→ THE TASK
Provide again, from the entries below, every line from the one containing "them all alike." through the one containing "any rotated refresh", exactly as written, and no other line.
===== DATA SUPPLIED =====
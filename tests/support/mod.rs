//! Shared helpers for integration tests: a scripted backend transport and fixtures.

#![allow(dead_code)]

// std
use std::{
	collections::{HashMap, VecDeque},
	sync::Arc,
	time::Duration,
};
// crates.io
use http::{HeaderValue, StatusCode, header};
use parking_lot::Mutex;
use url::Url;
// self
use session_relay::{
	backend::BackendDescriptor,
	flows::Relay,
	http::{BackendHttpClient, BackendRequest, BackendResponse, HttpFuture},
};

pub const BASE_URL: &str = "https://api.example.com/api/v1";
pub const REFRESH_PATH: &str = "/api/v1/users/refresh/";
pub const LOGOUT_PATH: &str = "/api/v1/users/logout/";

/// Transport failure returned by [`ScriptedBackend`].
#[derive(Debug, thiserror::Error)]
#[error("Scripted transport failure.")]
pub struct ScriptedTransportError;

enum Step {
	Respond(BackendResponse),
	Fail,
	Stall(Duration, BackendResponse),
}

/// In-memory backend that replays scripted responses per URL path and records every request.
#[derive(Default)]
pub struct ScriptedBackend {
	script: Mutex<HashMap<String, VecDeque<Step>>>,
	requests: Mutex<Vec<BackendRequest>>,
}
impl ScriptedBackend {
	pub fn new() -> Arc<Self> {
		Arc::new(Self::default())
	}

	/// Queues a response for the next call to `path`.
	pub fn respond(&self, path: &str, response: BackendResponse) -> &Self {
		self.push(path, Step::Respond(response))
	}

	/// Queues a transport failure for the next call to `path`.
	pub fn fail(&self, path: &str) -> &Self {
		self.push(path, Step::Fail)
	}

	/// Queues a response delivered after `delay`.
	pub fn stall(&self, path: &str, delay: Duration, response: BackendResponse) -> &Self {
		self.push(path, Step::Stall(delay, response))
	}

	/// Returns every recorded request.
	pub fn requests(&self) -> Vec<BackendRequest> {
		self.requests.lock().clone()
	}

	/// Returns the requests sent to `path`.
	pub fn requests_to(&self, path: &str) -> Vec<BackendRequest> {
		self.requests.lock().iter().filter(|request| request.url.path() == path).cloned().collect()
	}

	/// Returns the `Cookie` header of each request sent to `path` (`None` when absent).
	pub fn cookies_sent_to(&self, path: &str) -> Vec<Option<String>> {
		self.requests_to(path)
			.iter()
			.map(|request| request.cookie_header().map(str::to_owned))
			.collect()
	}

	fn push(&self, path: &str, step: Step) -> &Self {
		self.script.lock().entry(path.to_owned()).or_default().push_back(step);

		self
	}
}
impl BackendHttpClient for ScriptedBackend {
	type TransportError = ScriptedTransportError;

	fn execute(&self, request: BackendRequest) -> HttpFuture<'_, Self::TransportError> {
		let path = request.url.path().to_owned();
		let step = self.script.lock().get_mut(&path).and_then(VecDeque::pop_front);

		self.requests.lock().push(request);

		Box::pin(async move {
			match step {
				Some(Step::Respond(response)) => Ok(response),
				Some(Step::Fail) => Err(ScriptedTransportError),
				Some(Step::Stall(delay, response)) => {
					tokio::time::sleep(delay).await;

					Ok(response)
				},
				None => Ok(BackendResponse::new(
					StatusCode::IM_A_TEAPOT,
					format!("{{\"unscripted\":\"{path}\"}}"),
				)),
			}
		})
	}
}

/// Descriptor rooted at [`BASE_URL`] with default cookie names and endpoints.
pub fn descriptor() -> BackendDescriptor {
	BackendDescriptor::builder(Url::parse(BASE_URL).expect("Base URL fixture should parse."))
		.build()
		.expect("Default descriptor should build.")
}

/// Relay over a fresh scripted backend.
pub fn scripted_relay() -> (Relay<ScriptedBackend>, Arc<ScriptedBackend>) {
	scripted_relay_with(descriptor())
}

/// Relay over a fresh scripted backend using a custom descriptor.
pub fn scripted_relay_with(
	descriptor: BackendDescriptor,
) -> (Relay<ScriptedBackend>, Arc<ScriptedBackend>) {
	let backend = ScriptedBackend::new();

	(Relay::with_http_client(descriptor, backend.clone()), backend)
}

/// `200` JSON response.
pub fn ok_json(body: &str) -> BackendResponse {
	status_json(StatusCode::OK, body)
}

/// JSON response with an arbitrary status.
pub fn status_json(status: StatusCode, body: &str) -> BackendResponse {
	let mut response = BackendResponse::new(status, body);

	response
		.headers
		.insert(header::CONTENT_TYPE, HeaderValue::from_static("application/json"));

	response
}

/// Adds one `Set-Cookie` header per entry.
pub fn with_set_cookies(mut response: BackendResponse, cookies: &[&str]) -> BackendResponse {
	for cookie in cookies {
		response.headers.append(
			header::SET_COOKIE,
			HeaderValue::from_str(cookie).expect("Set-Cookie fixture should be a valid header."),
		);
	}

	response
}

/// Installs a test-friendly tracing subscriber once per test binary.
pub fn init_tracing() {
	let _ = tracing_subscriber::fmt()
		.with_env_filter(tracing_subscriber::EnvFilter::new("session_relay=debug"))
		.with_test_writer()
		.try_init();
}
//! Cookie-session relay for backend APIs: forward requests with the caller's credentials,
//! renew an expired access token exactly once, and fall back to anonymous access when the
//! session cannot be recovered.

#![deny(clippy::all, missing_docs, unused_crate_dependencies)]

pub mod auth;
pub mod backend;
pub mod error;
pub mod flows;
pub mod http;
pub mod obs;
pub mod outcome;
#[cfg(feature = "axum")] pub mod server;

mod _prelude {
	pub use std::{
		error::Error as StdError,
		fmt::{Debug, Display, Formatter, Result as FmtResult},
		future::Future,
		pin::Pin,
		sync::Arc,
		time::Duration,
	};

	pub use ::http::{HeaderMap, HeaderValue, Method, StatusCode, header};
	#[cfg(feature = "reqwest")]
	pub use reqwest::{Client as ReqwestClient, Error as ReqwestError};
	pub use serde::{Deserialize, Serialize};
	pub use thiserror::Error as ThisError;
	pub use url::Url;

	pub use crate::error::{Error, Result};
}

#[cfg(feature = "axum")] pub use axum;
#[cfg(feature = "reqwest")] pub use reqwest;
pub use url;
#[cfg(test)]
use {
	color_eyre as _, httpmock as _, parking_lot as _, tower as _, tracing_subscriber as _,
};
//! Refresh client: exchanges the refresh credential for a new access credential.
//!
//! [`Relay::refresh`] performs exactly one POST to the refresh endpoint. Any failure (no
//! credential, transport error, non-success status, missing or cleared access cookie) is
//! reported as an [`Error`]; callers treat them all alike.

// self
use crate::{
	_prelude::*,
	auth::{CredentialKind, CredentialPair, InstructionSet, TokenSecret},
	flows::Relay,
	http::BackendHttpClient,
	obs::{self, FlowKind, FlowOutcome, FlowSpan},
};

/// Credentials issued by a successful refresh.
#[derive(Clone, Debug, PartialEq, Eq)]
pub struct RefreshGrant {
	/// New access credential.
	pub access: TokenSecret,
	/// Replacement refresh credential, when the backend rotated it.
	pub rotated_refresh: Option<TokenSecret>,
	/// Set-instructions for the caller, covering the access cookie and any rotated refresh
	/// cookie, with the backend's attributes.
	pub instructions: InstructionSet,
}
impl RefreshGrant {
	/// Returns `pair` with the renewed credentials applied.
	pub fn apply(&self, pair: &CredentialPair) -> CredentialPair {
		let mut renewed = pair.clone().with_access(self.access.clone());

		if let Some(refresh) = &self.rotated_refresh {
			renewed = renewed.with_refresh(refresh.clone());
		}

		renewed
	}
}

impl<C> Relay<C>
where
	C: ?Sized + BackendHttpClient,
{
	/// Exchanges `refresh` for a new access credential.
	///
	/// An absent credential fails locally without contacting the backend.
	pub async fn refresh(&self, refresh: Option<&TokenSecret>) -> Result<RefreshGrant> {
		const KIND: FlowKind = FlowKind::Refresh;

		let span = FlowSpan::new(KIND, "refresh");

		obs::record_flow_outcome(KIND, FlowOutcome::Attempt);
		self.metrics.record_refresh_attempt();

		let result = span.instrument(self.exchange_refresh(refresh)).await;

		match &result {
			Ok(_) => {
				self.metrics.record_refresh_success();
				obs::record_flow_outcome(KIND, FlowOutcome::Success);
			},
			Err(e) => {
				self.metrics.record_refresh_failure();
				obs::record_flow_outcome(KIND, FlowOutcome::Failure);
				obs::log_session_failure(KIND, e);
			},
		}

		result
	}

	async fn exchange_refresh(&self, refresh: Option<&TokenSecret>) -> Result<RefreshGrant> {
		let refresh = refresh.ok_or(Error::MissingRefreshCredential)?;
		let names = &self.descriptor.cookies;
		let response = self
			.post_session(&self.descriptor.endpoints.refresh, Some((names.refresh.as_str(), refresh)))
			.await?;

		if !response.status.is_success() {
			return Err(Error::RefreshRejected { status: response.status.as_u16() });
		}

		// Only credential cookies that carry a value are relevant; anything else the refresh
		// endpoint emits stays with the backend.
		let instructions = InstructionSet::from_headers(&response.headers)
			.into_iter()
			.filter(|instruction| {
				names.kind_of(&instruction.name).is_some() && !instruction.is_clear()
			})
			.collect::<InstructionSet>();
		let access = instructions
			.get(names.name_of(CredentialKind::Access))
			.and_then(|instruction| instruction.value())
			.cloned()
			.ok_or(Error::MissingAccessCredential)?;
		let rotated_refresh = instructions
			.get(names.name_of(CredentialKind::Refresh))
			.and_then(|instruction| instruction.value())
			.cloned();

		Ok(RefreshGrant { access, rotated_refresh, instructions })
	}
}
=====
→ TASK OUTPUT
//! reported as an [`Error`]; callers treat them all alike.

// self
use crate::{
	_prelude::*,
	auth::{CredentialKind, CredentialPair, InstructionSet, TokenSecret},
	flows::Relay,
	http::BackendHttpClient,
	obs::{self, FlowKind, FlowOutcome, FlowSpan},
};

/// Credentials issued by a successful refresh.
#[derive(Clone, Debug, PartialEq, Eq)]
pub struct RefreshGrant {
	/// New access credential.
	pub access: TokenSecret,
	/// Replacement refresh credential, when the backend rotated it.
	pub rotated_refresh: Option<TokenSecret>,
	/// Set-instructions for the caller, covering the access cookie and any rotated refresh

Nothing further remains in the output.